SUPPLIED INFORMATION ::

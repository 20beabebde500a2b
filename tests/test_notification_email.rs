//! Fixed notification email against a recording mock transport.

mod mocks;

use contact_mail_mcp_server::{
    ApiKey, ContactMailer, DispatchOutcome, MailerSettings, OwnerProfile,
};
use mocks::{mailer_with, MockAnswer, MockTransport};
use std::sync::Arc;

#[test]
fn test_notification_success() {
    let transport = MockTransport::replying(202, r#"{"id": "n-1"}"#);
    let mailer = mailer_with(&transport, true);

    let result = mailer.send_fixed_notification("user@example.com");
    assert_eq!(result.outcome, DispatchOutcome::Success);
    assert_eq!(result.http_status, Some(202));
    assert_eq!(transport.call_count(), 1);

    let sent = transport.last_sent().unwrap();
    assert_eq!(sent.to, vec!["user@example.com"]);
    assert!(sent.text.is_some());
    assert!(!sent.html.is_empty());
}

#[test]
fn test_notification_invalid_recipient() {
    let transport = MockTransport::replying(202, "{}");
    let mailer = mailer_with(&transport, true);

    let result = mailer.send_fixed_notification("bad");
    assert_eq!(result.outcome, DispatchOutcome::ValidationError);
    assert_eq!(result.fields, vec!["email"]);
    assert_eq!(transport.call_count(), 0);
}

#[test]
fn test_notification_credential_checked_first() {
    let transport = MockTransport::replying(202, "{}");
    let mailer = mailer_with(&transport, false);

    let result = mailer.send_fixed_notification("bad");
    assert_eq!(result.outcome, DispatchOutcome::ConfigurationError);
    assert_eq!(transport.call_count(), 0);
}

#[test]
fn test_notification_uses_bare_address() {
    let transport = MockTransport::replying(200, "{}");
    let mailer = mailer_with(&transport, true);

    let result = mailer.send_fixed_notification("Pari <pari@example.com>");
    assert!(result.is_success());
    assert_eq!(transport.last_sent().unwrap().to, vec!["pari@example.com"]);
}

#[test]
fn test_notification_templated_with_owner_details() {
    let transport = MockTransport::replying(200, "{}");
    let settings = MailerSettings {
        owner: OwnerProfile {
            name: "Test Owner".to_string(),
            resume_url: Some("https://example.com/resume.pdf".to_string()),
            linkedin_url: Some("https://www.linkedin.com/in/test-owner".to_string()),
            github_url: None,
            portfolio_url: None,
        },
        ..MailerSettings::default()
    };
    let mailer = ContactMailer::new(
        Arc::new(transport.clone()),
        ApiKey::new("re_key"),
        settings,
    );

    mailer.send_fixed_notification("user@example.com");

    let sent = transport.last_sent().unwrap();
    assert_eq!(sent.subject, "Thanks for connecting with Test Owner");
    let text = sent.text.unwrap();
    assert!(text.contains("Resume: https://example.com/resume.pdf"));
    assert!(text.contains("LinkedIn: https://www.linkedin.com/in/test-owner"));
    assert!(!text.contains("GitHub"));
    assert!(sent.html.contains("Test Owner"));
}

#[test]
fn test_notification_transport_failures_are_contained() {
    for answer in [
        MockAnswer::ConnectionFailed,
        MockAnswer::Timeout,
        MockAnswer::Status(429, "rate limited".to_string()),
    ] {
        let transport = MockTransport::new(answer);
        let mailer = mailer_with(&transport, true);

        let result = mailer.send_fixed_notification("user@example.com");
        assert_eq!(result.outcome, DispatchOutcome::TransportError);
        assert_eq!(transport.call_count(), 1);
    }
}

...

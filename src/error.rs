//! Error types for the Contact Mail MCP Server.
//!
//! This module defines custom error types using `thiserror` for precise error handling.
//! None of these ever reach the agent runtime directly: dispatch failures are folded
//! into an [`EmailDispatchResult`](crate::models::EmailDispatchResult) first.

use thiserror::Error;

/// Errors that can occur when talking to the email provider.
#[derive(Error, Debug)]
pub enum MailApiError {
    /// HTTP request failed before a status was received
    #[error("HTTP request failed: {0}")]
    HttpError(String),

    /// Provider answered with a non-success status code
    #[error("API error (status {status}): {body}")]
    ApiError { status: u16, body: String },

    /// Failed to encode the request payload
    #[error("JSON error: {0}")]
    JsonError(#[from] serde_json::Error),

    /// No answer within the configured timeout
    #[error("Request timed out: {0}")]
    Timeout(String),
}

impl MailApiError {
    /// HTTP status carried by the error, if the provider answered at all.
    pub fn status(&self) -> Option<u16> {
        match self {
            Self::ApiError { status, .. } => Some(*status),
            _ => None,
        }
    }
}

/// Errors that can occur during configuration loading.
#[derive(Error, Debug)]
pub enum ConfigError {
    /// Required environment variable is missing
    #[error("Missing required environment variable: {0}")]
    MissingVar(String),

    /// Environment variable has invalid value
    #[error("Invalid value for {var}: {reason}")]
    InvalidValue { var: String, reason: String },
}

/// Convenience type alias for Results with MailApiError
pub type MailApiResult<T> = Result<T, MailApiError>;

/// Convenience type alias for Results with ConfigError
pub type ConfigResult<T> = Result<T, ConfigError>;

PROBLEM TO SOLVE ::
Keeping every character as it is, restate the lines above that run from the line with "pub type MailApiResult<T>" through the line with "pub type ConfigResult<T>", both included, and nothing else.

EXERCISE OUTPUT ::
pub type MailApiResult<T> = Result<T, MailApiError>;

/// Convenience type alias for Results with ConfigError
pub type ConfigResult<T> = Result<T, ConfigError>;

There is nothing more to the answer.